I totally ignored my nose and drank sour milk this morning. The tupid carton said 4/22/09. i puked everywhere..
Did you know the Dallas Cowboy cheerleaders have an exercise show ON Demand? Yeah, I had a lonely night
u think ur still drunk from last night? i just put the eggs in the freezer and the remote in the sink. I don't wanna fucking hear it.
It's sad that my net worth at the moment is 4 beers
He called me on my way to the bathroom and told me he wanted to hear me pee my beers out... That. Drunk.
Lucas & I had a photo shoot with her cape & I had child arm floaties on most the night.. woke up in a spiderman bed
When this bachelor party is over and your life is in ruins, you have my permission to die.

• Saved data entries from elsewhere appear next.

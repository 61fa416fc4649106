//! cleanreport CLI: fill in and submit a cleaning report from the terminal.
//!
//! Reads RELAY_URL and the other client settings from the environment (or `.env`).

use std::path::PathBuf;
use std::sync::Arc;

use anyhow::Context;
use chrono::{Local, NaiveDate};
use clap::{Parser, Subcommand};
use cleanreport_cli::{init_tracing, ConsoleUi};
use cleanreport_client::{
    ClientConfig, FormState, HttpRelayClient, SelectedFile, SubmissionOrchestrator, SubmitOutcome,
    TransferMode,
};
use cleanreport_core::WorkType;
use cleanreport_processing::{CompressionOptions, ImageCompressor};
use serde::Serialize;
use uuid::Uuid;

#[derive(Parser)]
#[command(name = "cleanreport", about = "Cleaning report client")]
struct Cli {
    /// Relay base URL (overrides RELAY_URL)
    #[arg(long, global = true)]
    relay_url: Option<String>,

    #[command(subcommand)]
    command: Commands,
}

#[derive(Subcommand)]
enum Commands {
    /// Compress photos and submit a report
    Submit(SubmitArgs),
    /// Show the photo fields and whether they are enabled for a work type
    Fields {
        #[arg(long, default_value = "normal")]
        work_type: WorkType,
    },
    /// Show the forwarding status of a submission
    Status {
        submission_id: Uuid,
    },
    /// Compress one image locally and write the JPEG
    Compress {
        input: PathBuf,
        output: PathBuf,
        #[arg(long)]
        max_width: Option<u32>,
        /// Quality factor between 0.0 and 1.0
        #[arg(long)]
        quality: Option<f32>,
    },
}

#[derive(clap::Args)]
struct SubmitArgs {
    #[arg(long)]
    staff: String,
    #[arg(long)]
    site: String,
    /// Report date (YYYY-MM-DD), today when omitted
    #[arg(long)]
    date: Option<NaiveDate>,
    /// normal, regular, filter or full
    #[arg(long, default_value = "normal")]
    work_type: WorkType,
    /// Work time in minutes (filter and full only)
    #[arg(long)]
    work_time: Option<u32>,
    /// batched, per_image_sequential or per_image_with_progress
    #[arg(long)]
    mode: Option<TransferMode>,
    #[arg(long = "normal", num_args = 1..)]
    normal_photos: Vec<PathBuf>,
    #[arg(long = "normal-extra", num_args = 1..)]
    normal_extra: Vec<PathBuf>,
    #[arg(long = "regular-before", num_args = 1..)]
    regular_before: Vec<PathBuf>,
    #[arg(long = "regular-after", num_args = 1..)]
    regular_after: Vec<PathBuf>,
    #[arg(long = "filter", num_args = 1..)]
    filter: Vec<PathBuf>,
}

impl SubmitArgs {
    fn selections(&self) -> [(&'static str, &[PathBuf]); 5] {
        [
            ("normal_photos", self.normal_photos.as_slice()),
            ("normal_extra", self.normal_extra.as_slice()),
            ("regular_before", self.regular_before.as_slice()),
            ("regular_after", self.regular_after.as_slice()),
            ("filter", self.filter.as_slice()),
        ]
    }

    fn build_form(&self) -> anyhow::Result<FormState> {
        let mut form = FormState::dated(self.date.unwrap_or_else(|| Local::now().date_naive()));
        form.set_staff(self.staff.as_str());
        form.set_site(self.site.as_str());
        form.set_work_type(self.work_type);
        form.set_work_time(self.work_time)?;

        for (field_id, paths) in self.selections() {
            if paths.is_empty() {
                continue;
            }
            let files = paths.iter().map(SelectedFile::from_path).collect();
            form.select_files(field_id, files)
                .with_context(|| format!("Cannot select photos for {}", field_id))?;
        }
        Ok(form)
    }
}

fn print_json(value: &impl Serialize) -> anyhow::Result<()> {
    let out = serde_json::to_string_pretty(value).context("Serialize response")?;
    println!("{}", out);
    Ok(())
}

async fn submit(config: ClientConfig, args: SubmitArgs) -> anyhow::Result<()> {
    let mut config = config;
    if let Some(mode) = args.mode {
        config.transfer_mode = mode;
    }

    let mut form = args.build_form()?;
    let transport = HttpRelayClient::new(config.relay_url.clone(), config.timeout)?;
    let orchestrator = SubmissionOrchestrator::new(config, Arc::new(transport));
    let mut ui = ConsoleUi::new();

    match orchestrator.submit(&mut form, &mut ui).await {
        SubmitOutcome::Completed {
            submission_id,
            images,
        } => print_json(&serde_json::json!({
            "submissionId": submission_id,
            "images": images,
        })),
        SubmitOutcome::NotEligible(missing) => {
            for requirement in &missing {
                eprintln!("- {}", requirement);
            }
            anyhow::bail!(cleanreport_client::MISSING_FIELDS_MESSAGE)
        }
        SubmitOutcome::Failed(err) => Err(err.into()),
    }
}

#[tokio::main]
async fn main() -> anyhow::Result<()> {
    init_tracing();
    dotenvy::dotenv().ok();

    let cli = Cli::parse();
    let mut config = ClientConfig::from_env().context("Failed to load client configuration")?;
    if let Some(url) = cli.relay_url {
        config.relay_url = url.trim_end_matches('/').to_string();
    }

    match cli.command {
        Commands::Submit(args) => submit(config, args).await?,
        Commands::Fields { work_type } => {
            let mut form = FormState::new();
            let fields: Vec<_> = form
                .set_work_type(work_type)
                .into_iter()
                .map(|view| {
                    serde_json::json!({
                        "id": view.id,
                        "label": view.label,
                        "enabled": view.enabled,
                        "required": view.required,
                        "maxCount": view.max_count,
                    })
                })
                .collect();
            print_json(&serde_json::json!({
                "workType": work_type,
                "workTypeLabel": work_type.label(),
                "workTimeRequired": work_type.requires_work_time(),
                "fields": fields,
            }))?;
        }
        Commands::Status { submission_id } => {
            let client = HttpRelayClient::new(config.relay_url.clone(), config.timeout)?;
            let status = client.status(submission_id).await?;
            print_json(&status)?;
        }
        Commands::Compress {
            input,
            output,
            max_width,
            quality,
        } => {
            let options = CompressionOptions {
                max_width: max_width.unwrap_or(config.compression.max_width),
                quality: quality.unwrap_or(config.compression.quality),
            };
            let bytes = tokio::fs::read(&input)
                .await
                .with_context(|| format!("Failed to read {}", input.display()))?;
            let image = tokio::task::spawn_blocking(move || ImageCompressor::compress(&bytes, &options))
                .await??;
            tokio::fs::write(&output, &image.jpeg)
                .await
                .with_context(|| format!("Failed to write {}", output.display()))?;
            print_json(&serde_json::json!({
                "output": output.display().to_string(),
                "width": image.width,
                "height": image.height,
                "bytes": image.jpeg.len(),
            }))?;
        }
    }

    Ok(())
}
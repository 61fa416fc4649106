use cleanreport_api::setup;
use cleanreport_core::Config;

#[tokio::main]
async fn main() -> Result<(), anyhow::Error> {
    let config = Config::from_env()?;

    let (_state, router) = setup::initialize_app(config.clone()).await?;

    setup::server::start_server(&config, router).await?;

    Ok(())
}
mod helpers;

use cleanreport_core::ForwardMode;
use cleanreport_worker::ForwardStatus;
use helpers::fixtures::{normal_report, single_image_report};
use std::time::Duration;
use helpers::setup_test_app;
use uuid::Uuid;

#[tokio::test]
async fn test_status_moves_from_queued_to_delivered() {
    let app = setup_test_app(ForwardMode::PerImage).await;

    let response = app.client().post("/upload").json(&normal_report(2)).await;
    assert_eq!(response.status_code(), 202);
    let body: serde_json::Value = response.json();
    let submission_id = body["submissionId"].as_str().unwrap().to_string();

    let status = app
        .client()
        .get(&format!("/upload/{}/status", submission_id))
        .await;
    assert_eq!(status.status_code(), 200);
    let data: serde_json::Value = status.json();
    assert_eq!(data["submissionId"], submission_id);
    assert!(data["state"] == "queued" || data["state"] == "forwarding");

    app.sink.open();
    app.wait_for_terminal(submission_id.parse().unwrap()).await;

    let status = app
        .client()
        .get(&format!("/api/v0/upload/{}/status", submission_id))
        .await;
    let data: serde_json::Value = status.json();
    assert_eq!(data["state"], "delivered");
}

#[tokio::test]
async fn test_per_image_submission_waits_for_every_image() {
    let app = setup_test_app(ForwardMode::PerImage).await;
    app.sink.open();
    let submission_id = Uuid::new_v4();

    let response = app
        .client()
        .post("/upload")
        .json(&single_image_report(submission_id, 1, 3))
        .await;
    assert_eq!(response.status_code(), 202);

    for _ in 0..200 {
        if app.sink.delivered().len() == 1 {
            break;
        }
        tokio::time::sleep(Duration::from_millis(10)).await;
    }
    tokio::time::sleep(Duration::from_millis(50)).await;

    let status = app
        .client()
        .get(&format!("/upload/{}/status", submission_id))
        .await;
    let data: serde_json::Value = status.json();
    assert_eq!(data["state"], "forwarding");
    assert_eq!(data["done"], 1);
    assert_eq!(data["total"], 3);

    for sequence in 2..=3 {
        let response = app
            .client()
            .post("/upload")
            .json(&single_image_report(submission_id, sequence, 3))
            .await;
        assert_eq!(response.status_code(), 202);
    }

    assert_eq!(app.wait_for_terminal(submission_id).await, ForwardStatus::Delivered);
    assert_eq!(app.sink.delivered().len(), 3);
}

#[tokio::test]
async fn test_unknown_submission_is_404() {
    let app = setup_test_app(ForwardMode::PerImage).await;

    let response = app
        .client()
        .get(&format!("/upload/{}/status", Uuid::new_v4()))
        .await;
    assert_eq!(response.status_code(), 404);
    let data: serde_json::Value = response.json();
    assert_eq!(data["code"], "NOT_FOUND");
}

#[tokio::test]
async fn test_health_routes() {
    let app = setup_test_app(ForwardMode::PerImage).await;

    let live = app.client().get("/health/live").await;
    assert_eq!(live.status_code(), 200);
    let data: serde_json::Value = live.json();
    assert_eq!(data["status"], "alive");

    let health = app.client().get("/health").await;
    assert_eq!(health.status_code(), 200);
    let data: serde_json::Value = health.json();
    assert_eq!(data["status"], "healthy");
    assert_eq!(data["forward_mode"], "per_image");
}
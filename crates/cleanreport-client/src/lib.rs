//! Client side of the cleaning-report pipeline.
//!
//! - [`form`]: the report form as a state machine gating submission
//! - [`orchestrator`]: compresses the selected photos and sends them to the relay
//! - [`transfer`]: batched or per-image sending strategies
//! - [`transport`]: the HTTP relay client

pub mod config;
pub mod error;
pub mod form;
pub mod orchestrator;
pub mod transfer;
pub mod transport;
pub mod ui;

#[cfg(test)]
pub(crate) mod testing;

pub use config::{ClientConfig, ResetPolicy, TransferMode, MAX_COMPRESSION_CONCURRENCY};
pub use error::{
    CompressionFailure, Requirement, SubmitError, TransportError, ValidationError,
    MISSING_FIELDS_MESSAGE, SEND_FAILED_MESSAGE,
};
pub use form::{FieldView, FileSource, FormState, SelectedFile};
pub use orchestrator::{SubmissionOrchestrator, SubmitOutcome};
pub use transfer::{strategy_for, Batched, PerImage, TransferStrategy};
pub use transport::{HttpRelayClient, RelayTransport, UploadAck};
pub use ui::{ScreenLock, SubmissionUi};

He's on the bus now and took off his Amish hat so just his long ginger beard is present. Goodbye, majestic Amish ginger. Go forth and represent your minority well.
All three of my roommates have their significant others over. We're all hanging out in the living room. It's like I'm the trifecta of third-wheeling
He took my virginity but also my remaining pizza. i dont know how to feel right now.
i feel like spreading the word of drunken joy.
So apparently having sex with your co-worker in the bathroom at the staff party can get you fired.
WHY IS THERE A FUCKING DILDO IN PLACE OF MY GEAR SHIFTER IN MY CAR?
Unless it involves a lot of whiskey, an ACDC concert, and a guy named Juan from the Philippines, then I'm not interested.
yeah, my mom got it for me because it had animals AND alcohol.